Screenhouse studies were carried out between April – June and July – September, 2004 at the vegetable research
unit of National HorticulturalResearch Institute (NIHORT), Ibadan,Nigeria to investigate the reaction of five lines
of Telfairia occidentalis (EN2000-4, EN2000-6, EN2000-10, EN2000-11, EN2000-13) to different population
levels (0, 5000 and 10 000 eggs) of Meloidogyne incognita race 2. Seeds from five different matured pods of
Telfairia lines were planted on moist sawdust medium. They were watered every two days until germination and
transplanting. Experimental layout was a completely randomized design and each treatment was replicated five
times. Nematode inoculation was done at one week after transplanting. The plants were watered every two days
and observation of vine length, vine girth and number of leaves commenced two weeks after transplanting (WAT)

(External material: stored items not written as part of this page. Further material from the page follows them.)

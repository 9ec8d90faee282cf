// SPDX-License-Identifier: AGPL-3.0-or-later
//
// Copyright (C) 2026 Relational Network

//! Axum extractor for authenticated users.
//!
//! Use the `Auth` extractor in handlers to require authentication:
//!
//! ```rust,ignore
//! async fn my_handler(Auth(user): Auth) -> impl IntoResponse {
//!     // user is AuthenticatedUser
//! }
//! ```

use axum::{
    extract::FromRequestParts,
    http::{header::AUTHORIZATION, request::Parts},
};
use jsonwebtoken::{decode, errors::ErrorKind, Algorithm, DecodingKey, Validation};

use super::{AuthError, AuthenticatedUser, TokenClaims};
use crate::state::{AppState, AuthConfig};

/// Clock skew tolerance (60 seconds).
const CLOCK_SKEW_LEEWAY: u64 = 60;

/// Extractor for authenticated users.
///
/// Validates the bearer token from the Authorization header. Tokens are
/// HMAC-signed (HS256/384/512) with the configured shared secret.
///
/// ## Authentication Modes
///
/// - **Secret configured** (`AUTH_JWT_SECRET` set): signature, expiry and issuer are verified
/// - **No secret, `dev` feature**: structure and expiry only (no signature check)
/// - **No secret otherwise**: every request is rejected
pub struct Auth(pub AuthenticatedUser);

impl FromRequestParts<AppState> for Auth {
    type Rejection = AuthError;

    async fn from_request_parts(parts: &mut Parts, state: &AppState) -> Result<Self, Self::Rejection> {
        // A layer in front of the router may already have authenticated the caller
        if let Some(user) = parts.extensions.get::<AuthenticatedUser>().cloned() {
            return Ok(Auth(user));
        }

        let auth_header = parts
            .headers
            .get(AUTHORIZATION)
            .ok_or(AuthError::MissingAuthHeader)?
            .to_str()
            .map_err(|_| AuthError::InvalidAuthHeader)?;

        let token = auth_header
            .strip_prefix("Bearer ")
            .ok_or(AuthError::InvalidAuthHeader)?;

        let user = verify_jwt(token, &state.auth_config)?;

        Ok(Auth(user))
    }
}

/// Verify a token and extract user information.
fn verify_jwt(token: &str, auth_config: &AuthConfig) -> Result<AuthenticatedUser, AuthError> {
    match auth_config.jwt_secret.as_deref() {
        Some(secret) => verify_jwt_hmac(token, secret, auth_config.issuer.as_deref()),
        None => verify_jwt_unconfigured(token),
    }
}

fn verify_jwt_hmac(
    token: &str,
    secret: &str,
    issuer: Option<&str>,
) -> Result<AuthenticatedUser, AuthError> {
    let mut validation = Validation::new(Algorithm::HS256);
    validation.algorithms = vec![Algorithm::HS256, Algorithm::HS384, Algorithm::HS512];
    validation.leeway = CLOCK_SKEW_LEEWAY;
    validation.validate_aud = false;

    if let Some(issuer) = issuer {
        validation.set_issuer(&[issuer]);
    }

    let token_data = decode::<TokenClaims>(
        token,
        &DecodingKey::from_secret(secret.as_bytes()),
        &validation,
    )
    .map_err(|e| match e.kind() {
        ErrorKind::ExpiredSignature => AuthError::TokenExpired,
        ErrorKind::InvalidSignature => AuthError::InvalidSignature,
        ErrorKind::InvalidIssuer => AuthError::InvalidIssuer,
        ErrorKind::ImmatureSignature => AuthError::TokenNotYetValid,
        _ => AuthError::MalformedToken,
    })?;

    Ok(AuthenticatedUser::from_claims(token_data.claims))
}

/// Development verification (no signature check).
///
/// WARNING: only compiled with the `dev` feature.
#[cfg(feature = "dev")]
fn verify_jwt_unconfigured(token: &str) -> Result<AuthenticatedUser, AuthError> {
    let token_data = jsonwebtoken::dangerous::insecure_decode::<TokenClaims>(token)
        .map_err(|_| AuthError::MalformedToken)?;

    let claims = token_data.claims;
    let now = chrono::Utc::now().timestamp();
    if claims.exp > 0 && claims.exp < now - CLOCK_SKEW_LEEWAY as i64 {
        return Err(AuthError::TokenExpired);
    }

    tracing::warn!(user_id = %claims.sub, "Accepted unverified token (dev build)");
    Ok(AuthenticatedUser::from_claims(claims))
}

#[cfg(not(feature = "dev"))]
fn verify_jwt_unconfigured(_token: &str) -> Result<AuthenticatedUser, AuthError> {
    tracing::error!("Rejected request: AUTH_JWT_SECRET is not configured");
    Err(AuthError::NotConfigured)
}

on bi weekly basis and lasted till the 10th week. From the 4th WAT, roots were assessed for the presence of eggs
every five days in view of determining the generation time in the various lines. Soil nematode population and root
gall indices were determined at the end of the trial.
Results showed that there were significant differences between the Telfairia lines in the measured parameters
irrespective of the inoculum levels. EN2000-4 performed significantly better than the other lines. EN2000-13
which closely followed EN2000-4 with respect to vegetative growth, recorded significantly higher galling index
than all the other lines. There were significant differences between the inoculum levels. Inoculum levels were
inversely proportional to growth parameters and directly proportional to gall indices in all the lines. Chlorotic
patches were also observed on the leaves of plants inoculated with 10 000 eggs. The uninoculated (control) plants
gave significantly better vegetative growth than their inoculated counterparts. The disparities in growth and yield
responses indicate that there is genetic variability among the lines.